Because not all of education is about the life of the mind, narrowly defined.  Some important connections are made in the heart—meaning heart in its ancient sense, as the place where intellect and emotion and spirit and will converge.  In Parker Palmer’s words, as I have noted before, “. . .the heart is the loom on which the threads are tied, the tension held, the shuttle flies, and the fabric is stretched tight.”  In liberal arts education, so much more is involved than “facts” and “abilities,” more than the sorts of things that can be easily defined, counted, or measured.  Which brings me to the second indispensable matter, where, in the spirit of paradox—living in the “ceaseless tension of opposites”—I want to spend the balance of these reflections.

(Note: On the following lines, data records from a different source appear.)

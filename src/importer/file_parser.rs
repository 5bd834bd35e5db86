// ==========================================
// 非洲关键矿产数据看板 - 文件解析器实现
// ==========================================
// 阶段 0: 文件读取与解析
// 支持: CSV (.csv) / Excel (.xlsx/.xls)
// ==========================================

use crate::importer::error::ParseError;
use crate::importer::loader_trait::FileParser;
use calamine::{open_workbook, Reader, Xlsx};
use csv::ReaderBuilder;
use std::collections::HashMap;
use std::fs::File;
use std::path::Path;

fn file_name_of(path: &Path) -> String {
    path.file_name()
        .map(|n| n.to_string_lossy().to_string())
        .unwrap_or_else(|| path.display().to_string())
}

// ==========================================
// CSV Parser 实现
// ==========================================
pub struct CsvParser {
    delimiter: u8,
}

impl CsvParser {
    pub fn new(delimiter: u8) -> Self {
        Self { delimiter }
    }
}

impl Default for CsvParser {
    fn default() -> Self {
        Self::new(b',')
    }
}

impl FileParser for CsvParser {
    fn parse_to_raw_records(
        &self,
        file_path: &Path,
    ) -> Result<Vec<HashMap<String, String>>, ParseError> {
        let path = file_path;
        let file_name = file_name_of(path);

        // 检查文件存在
        if !path.exists() {
            return Err(ParseError::FileNotFound(path.display().to_string()));
        }

        // 检查扩展名
        if let Some(ext) = path.extension() {
            if ext != "csv" {
                return Err(ParseError::UnsupportedFormat(
                    ext.to_string_lossy().to_string(),
                ));
            }
        }

        // 打开 CSV 文件
        let file = File::open(path)?;
        let mut reader = ReaderBuilder::new()
            .has_headers(true)
            .delimiter(self.delimiter)
            .flexible(true) // 允许行长度不一致
            .from_reader(file);

        // 读取表头
        let headers: Vec<String> = reader
            .headers()
            .map_err(|e| ParseError::CsvParseError {
                file: file_name.clone(),
                message: e.to_string(),
            })?
            .iter()
            .map(|h| h.trim().to_string())
            .collect();

        // 读取所有行
        let mut records = Vec::new();
        for result in reader.records() {
            let record = result.map_err(|e| ParseError::CsvParseError {
                file: file_name.clone(),
                message: e.to_string(),
            })?;
            let mut row_map = HashMap::new();

            for (col_idx, value) in record.iter().enumerate() {
                if let Some(header) = headers.get(col_idx) {
                    row_map.insert(header.clone(), value.trim().to_string());
                }
            }

            // 跳过完全空白的行
            if row_map.values().all(|v| v.is_empty()) {
                continue;
            }

            records.push(row_map);
        }

        Ok(records)
    }
}

// ==========================================
// Excel Parser 实现
// ==========================================
pub struct ExcelParser;

impl FileParser for ExcelParser {
    fn parse_to_raw_records(
        &self,
        file_path: &Path,
    ) -> Result<Vec<HashMap<String, String>>, ParseError> {
        let path = file_path;
        let file_name = file_name_of(path);

        // 检查文件存在
        if !path.exists() {
            return Err(ParseError::FileNotFound(path.display().to_string()));
        }

        // 检查扩展名
        let ext = path.extension().and_then(|e| e.to_str()).unwrap_or("");
        if ext != "xlsx" && ext != "xls" {
            return Err(ParseError::UnsupportedFormat(ext.to_string()));
        }

        // 打开 Excel 文件
        let mut workbook: Xlsx<_> =
            open_workbook(path).map_err(|e: calamine::XlsxError| ParseError::ExcelParseError {
                file: file_name.clone(),
                message: e.to_string(),
            })?;

        // 读取第一个 sheet
        let sheet_names = workbook.sheet_names();
        if sheet_names.is_empty() {
            return Err(ParseError::ExcelParseError {
                file: file_name,
                message: "Excel 文件无工作表".to_string(),
            });
        }

        let sheet_name = sheet_names[0].clone();
        let range = workbook
            .worksheet_range(&sheet_name)
            .map_err(|e| ParseError::ExcelParseError {
                file: file_name.clone(),
                message: e.to_string(),
            })?;

        // 提取表头（第一行）
        let mut rows = range.rows();
        let header_row = rows.next().ok_or_else(|| ParseError::ExcelParseError {
            file: file_name.clone(),
            message: "Excel 文件无数据行".to_string(),
        })?;

        let headers: Vec<String> = header_row
            .iter()
            .map(|cell| cell.to_string().trim().to_string())
            .collect();

        // 读取数据行
        let mut records = Vec::new();
        for data_row in rows {
            let mut row_map = HashMap::new();

            for (col_idx, cell) in data_row.iter().enumerate() {
                if let Some(header) = headers.get(col_idx) {
                    let value = cell.to_string().trim().to_string();
                    row_map.insert(header.clone(), value);
                }
            }

            // 跳过完全空白的行
            if row_map.values().all(|v| v.is_empty()) {
                continue;
            }

            records.push(row_map);
        }

        Ok(records)
    }
}

// ==========================================
// 通用文件解析器（根据扩展名自动选择）
// ==========================================
pub struct UniversalFileParser {
    delimiter: u8,
}

impl UniversalFileParser {
    pub fn new(delimiter: u8) -> Self {
        Self { delimiter }
    }

    pub fn parse<P: AsRef<Path>>(
        &self,
        file_path: P,
    ) -> Result<Vec<HashMap<String, String>>, ParseError> {
        let path = file_path.as_ref();
        let ext = path
            .extension()
            .and_then(|e| e.to_str())
            .unwrap_or("")
            .to_lowercase();

        match ext.as_str() {
            "csv" => {
                let parser = CsvParser::new(self.delimiter);
                parser.parse_to_raw_records(path)
            }
            "xlsx" | "xls" => {
                let parser = ExcelParser;
                parser.parse_to_raw_records(path)
            }
            _ => Err(ParseError::UnsupportedFormat(ext)),
        }
    }
}

impl Default for UniversalFileParser {
    fn default() -> Self {
        Self::new(b',')
    }
}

Some of you may remember Maria in Rogers and Hammerstein’s famous play and movie, “The Sound of Music.”   I know it belongs to my generation, but if you ever saw it, you may recall that, in some wonderful lyrics, the nuns of the convent ask about this frisky young novice:

How do you solve a problem like Maria

How do you catch a cloud and pin it down

(How do you) keep a wave upon the sand?

How do you hold a moonbeam in your hand?

                                                                                                 

How common in all our lives are such elusive matters as character, values, friendships, dreams—easy to say, terribly important, but devilishly difficult to define, to capture, to “hold in your hand.”  And yet, the pursuit of knowledge and skills is chock full of “problems like Maria”—so many “moonbeams” that  influence, out of all that has been available, what is learned, how it is learned, how much it is worth, and what one does with it.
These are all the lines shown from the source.